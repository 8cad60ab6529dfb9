use std::io;

use actix_web::middleware::{from_fn, Logger};
use actix_web::{web, App, HttpServer};
use dotenv::dotenv;
use log::{error, info};

use employee_management_backend::config::Settings;
use employee_management_backend::security;
use employee_management_backend::startup::{self, AppState};

#[actix_web::main]
async fn main() -> io::Result<()> {
    dotenv().ok();
    env_logger::init();

    let settings = Settings::from_env().map_err(|err| {
        error!("Invalid configuration: {}", err);
        io::Error::new(io::ErrorKind::InvalidInput, err)
    })?;

    let store = startup::build_store(&settings).await.map_err(|err| {
        error!("Failed to initialize the store: {}", err);
        io::Error::new(io::ErrorKind::Other, err)
    })?;

    let state = web::Data::new(AppState::new(store, settings.jwt_secret.clone()));
    let filter_chain = web::Data::new(settings.filter_chain());

    info!(
        "Security filter chain: csrf={:?}, policy={:?}",
        filter_chain.csrf, filter_chain.policy
    );
    info!("Starting server at {}", settings.bind_address);

    HttpServer::new(move || {
        App::new()
            .app_data(state.clone())
            .app_data(filter_chain.clone())
            .wrap(from_fn(security::gate))
            .wrap(Logger::default())
            .configure(startup::configure)
    })
    .bind(&settings.bind_address)?
    .run()
    .await
}
//! Output formatting: table, JSON, plain.
//!
//! Renders data in the format selected by `--output`. Table uses
//! `tabled`, structured formats use serde, plain emits one value per
//! line. Color goes through `owo-colors` with `NO_COLOR` and tty
//! detection.

use std::io::{self, IsTerminal, Write};

use chrono::{DateTime, Local, Utc};
use owo_colors::OwoColorize;
use tabled::{Table, Tabled, settings::Style};

use wardline_core::{Locale, NotificationPayload, NotificationRecord, PayloadKind, Priority};

use crate::cli::{ColorMode, OutputFormat};

// ── Color helpers ────────────────────────────────────────────────────

/// Determine whether color output should be enabled.
pub fn should_color(mode: &ColorMode) -> bool {
    match mode {
        ColorMode::Always => true,
        ColorMode::Never => false,
        ColorMode::Auto => io::stdout().is_terminal() && std::env::var("NO_COLOR").is_err(),
    }
}

/// Style a priority label: Urgent red, High yellow, Low dimmed.
fn priority_label(priority: Priority, color: bool) -> String {
    let name = match priority {
        Priority::Urgent => "urgent",
        Priority::High => "high",
        Priority::Normal => "normal",
        Priority::Low => "low",
    };
    if !color {
        return name.to_string();
    }
    match priority {
        Priority::Urgent => name.red().bold().to_string(),
        Priority::High => name.yellow().to_string(),
        Priority::Normal => name.to_string(),
        Priority::Low => name.dimmed().to_string(),
    }
}

// ── Render dispatchers ───────────────────────────────────────────────

/// Render a list of serde-serializable + tabled items in the chosen format.
pub fn render_list<T, R>(
    format: &OutputFormat,
    data: &[T],
    to_row: impl Fn(&T) -> R,
    id_fn: impl Fn(&T) -> String,
) -> String
where
    T: serde::Serialize,
    R: Tabled,
{
    match format {
        OutputFormat::Table => {
            let rows: Vec<R> = data.iter().map(to_row).collect();
            render_table(&rows)
        }
        OutputFormat::Json => render_json(data, false),
        OutputFormat::JsonCompact => render_json(data, true),
        OutputFormat::Plain => data.iter().map(&id_fn).collect::<Vec<_>>().join("\n"),
    }
}

/// Print the rendered output to stdout, respecting quiet mode.
pub fn print_output(output: &str, quiet: bool) {
    if quiet || output.is_empty() {
        return;
    }
    let mut stdout = io::stdout().lock();
    let _ = writeln!(stdout, "{output}");
}

fn render_table<R: Tabled>(rows: &[R]) -> String {
    Table::new(rows).with(Style::rounded()).to_string()
}

fn render_json<T: serde::Serialize + ?Sized>(data: &T, compact: bool) -> String {
    let rendered = if compact {
        serde_json::to_string(data)
    } else {
        serde_json::to_string_pretty(data)
    };
    rendered.unwrap_or_else(|e| format!("<serialization failed: {e}>"))
}

// ── Notification rendering ───────────────────────────────────────────

/// Table row for the `list` command.
#[derive(Tabled)]
pub struct NotificationRow {
    #[tabled(rename = "ID")]
    pub id: i64,
    #[tabled(rename = "PRIORITY")]
    pub priority: String,
    #[tabled(rename = "TITLE")]
    pub title: String,
    #[tabled(rename = "MESSAGE")]
    pub message: String,
    #[tabled(rename = "READ")]
    pub read: &'static str,
    #[tabled(rename = "CREATED")]
    pub created: String,
}

pub fn notification_row(
    record: &NotificationRecord,
    locale: Locale,
    color: bool,
) -> NotificationRow {
    NotificationRow {
        id: record.id,
        priority: priority_label(record.priority, color),
        title: record.title_for(locale).to_string(),
        message: record.message_for(locale).to_string(),
        read: if record.is_read { "yes" } else { "" },
        created: record.created_at.map(format_local_time).unwrap_or_default(),
    }
}

fn format_local_time(at: DateTime<Utc>) -> String {
    at.with_timezone(&Local).format("%Y-%m-%d %H:%M").to_string()
}

/// One line of `watch` output for an inbound push payload.
///
/// Notifications are styled by priority; diagnostic pings come out as
/// an unobtrusive dimmed line so stream liveness stays visible without
/// drowning the real traffic.
pub fn push_line(payload: &NotificationPayload, locale: Locale, color: bool) -> String {
    let stamp = Local::now().format("%H:%M:%S");

    if payload.kind == PayloadKind::DiagnosticPing {
        let line = format!("{stamp}  . ping");
        return if color { line.dimmed().to_string() } else { line };
    }

    let priority = payload.priority.unwrap_or_default();
    let title = payload.title_for(locale);
    let message = payload.message_for(locale);

    let mut line = format!("{stamp}  [{}] {title}", priority_label(priority, color));
    if !message.is_empty() {
        line.push_str(": ");
        line.push_str(message);
    }
    line
}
───
▸ **WHAT IS EXPECTED**
What lines above contain the word "await"? Please copy each one.

▸ **EXERCISE ANSWER**
    let store = startup::build_store(&settings).await.map_err(|err| {
    .await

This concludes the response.